Document Type

Article

Publication Date

2010

First Page

1

Journal Title Abbreviation

Geo. Immigr. L.J.

Abstract

This paper examines how local efforts to regulate the activities of immigrants, while not regulation of immigration per se, can have a substantial and detrimental effect on the civil rights of immigrants and Latinos. The paper discuss how day laborers - individuals, mostly Latino men, who seek short-term employment in public fora - are routinely targeted by state and local governments, federal immigration authorities, anti-immigrant activists, and the general public as a symbol of the employment of unauthorized aliens. Even though many day laborers are lawfully present, or have authorization to work in the United States, due to the high-profile nature of their job search - which usually involves waiting on corners in front of big-box stores or in nearby labor centers for a potential employer to offer them work - day laborers are assumed to be “illegal aliens” and, therefore, implicitly deserving of the derision and scrutiny that accompanies such a categorization. As such, day laborers are a visible and vulnerable population, subject to discriminatory treatment on the basis of real or perceived immigration status on a daily basis.

However, despite the abundance of public scorn and contempt directed at day laborers, federal courts have uniformly upheld their right to solicit employment in public fora and have repeatedly struck down anti-solicitation ordinances designed to chill their First Amendment free speech rights. Immigrants’ rights advocates have successfully litigated on behalf of day laborers in federal courts – particularly in California and Arizona – and, as a result of this litigation strategy, day laborers have continued to be able to seek and obtain day work. Yet despite these repeated vindications of their constitutional rights in court, the day-to-day reality is that day laborers continue to be harassed by law enforcement, businesses, and private citizens, as the public nature of their job search often leads them to be unfairly categorized as the faces of illegal immigration, as nuisances, and as threats to public safety.

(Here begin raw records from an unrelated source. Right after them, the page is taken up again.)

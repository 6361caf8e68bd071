//! # Trace subscriber trait.
//!
//! Provides [`Subscribe`], an extension point for observing routing decisions
//! (logging, metrics, debugging tools) without touching the propagation path.
//!
//! Each subscriber gets:
//! - **Dedicated worker task** (runs independently)
//! - **Per-subscriber bounded queue** (capacity via [`Subscribe::queue_capacity`])
//! - **Panic isolation** (panics are caught and reported as `EventKind::SubscriberPanicked`)
//!
//! ## Example
//! ```rust
//! use async_trait::async_trait;
//! use frame_connector::{Event, EventKind, Subscribe};
//!
//! struct DropCounter;
//!
//! #[async_trait]
//! impl Subscribe for DropCounter {
//!     async fn on_event(&self, ev: &Event) {
//!         if matches!(ev.kind, EventKind::ForeignDropped | EventKind::DeliveryFailed) {
//!             // export a metric, etc.
//!         }
//!     }
//!
//!     fn name(&self) -> &'static str { "drop-counter" }
//! }
//! ```

use async_trait::async_trait;

use crate::events::Event;

/// Trace event subscriber.
///
/// ### Implementation requirements
/// - Use async I/O; avoid blocking the executor.
/// - Handle errors internally; do not panic.
#[async_trait]
pub trait Subscribe: Send + Sync + 'static {
    /// Processes a single event. Called from the subscriber's own worker task.
    async fn on_event(&self, event: &Event);

    /// Name used in overflow/panic events.
    fn name(&self) -> &'static str {
        std::any::type_name::<Self>()
    }

    /// Preferred queue capacity (clamped to at least 1). Default: 1024.
    fn queue_capacity(&self) -> usize {
        1024
    }
}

This paper explores the gap between the day laborers’ legal successes and their continuing struggle for respect and dignity as employees and human beings, and searches for a remedy in the law that will more forcefully advance day laborers’ fight for equality. Part I gives an overview of the cases concerning day laborers and their free speech right to seek work, and whether or not anti-solicitation ordinances are content-based, content-neutral, or commercial speech. Part II discusses the ways in which day laborers have empowered themselves - not only by challenging the anti-solicitation ordinances directed at them, but by organizing to ensure better wages and working conditions. Part III argues that the First Amendment decisions upholding day laborers’ constitutional right to solicit employment - while significant and important holdings that reaffirm the fundamental right of all persons, even those with unpopular messages, to speak and be heard - are largely pyrrhic victories for the day laborers themselves, as they do not address the underlying problems of discrimination, racial profiling, and selective enforcement that is inherent in day work.

Part IV discusses the tension between the strategy of the First Amendment litigation and the larger struggle for justice and dignity for day laborers, and highlights other litigation strategies that have been used to challenge “backdoor” local regulations of immigration. I argue that the short-term, piecemeal successes that have resulted from challenging state and local anti-solicitation laws, while important as matter of policy, have done little to actually advance day laborers’ struggle for equality in a lasting, tangible manner. Because day laborers are perceived to be undocumented immigrants, anti-solicitation ordinances and other laws targeting day laborers are really “backdoor” attempts by state and local governments to regulate immigration. As such, challenging these laws as First Amendment violations of day laborers’ free speech rights, while allowing the workers to continue to solicit employment in public fora, fails to provide them with a meaningful remedy. This is due to the pernicious motives underlying the creation and passage of anti-solicitation laws targeting day laborers – racism, nativism, and discrimination based on alienage and national origin – and I attempt in this section to identify other meaningful ways to address the root causes of such ordinances in addition to First Amendment litigation. Finally, Part V explores how the successes day laborers have enjoyed in court in vindicating their free speech right to seek employment can be used to develop additional novel legal theories and potential remedies. I argue that in order to meaningfully combat “backdoor” immigration regulations, immigrants’ rights advocates must engage in legal and policy work that will translate into a more practical, everyday benefit for the men and women working “on the corner.”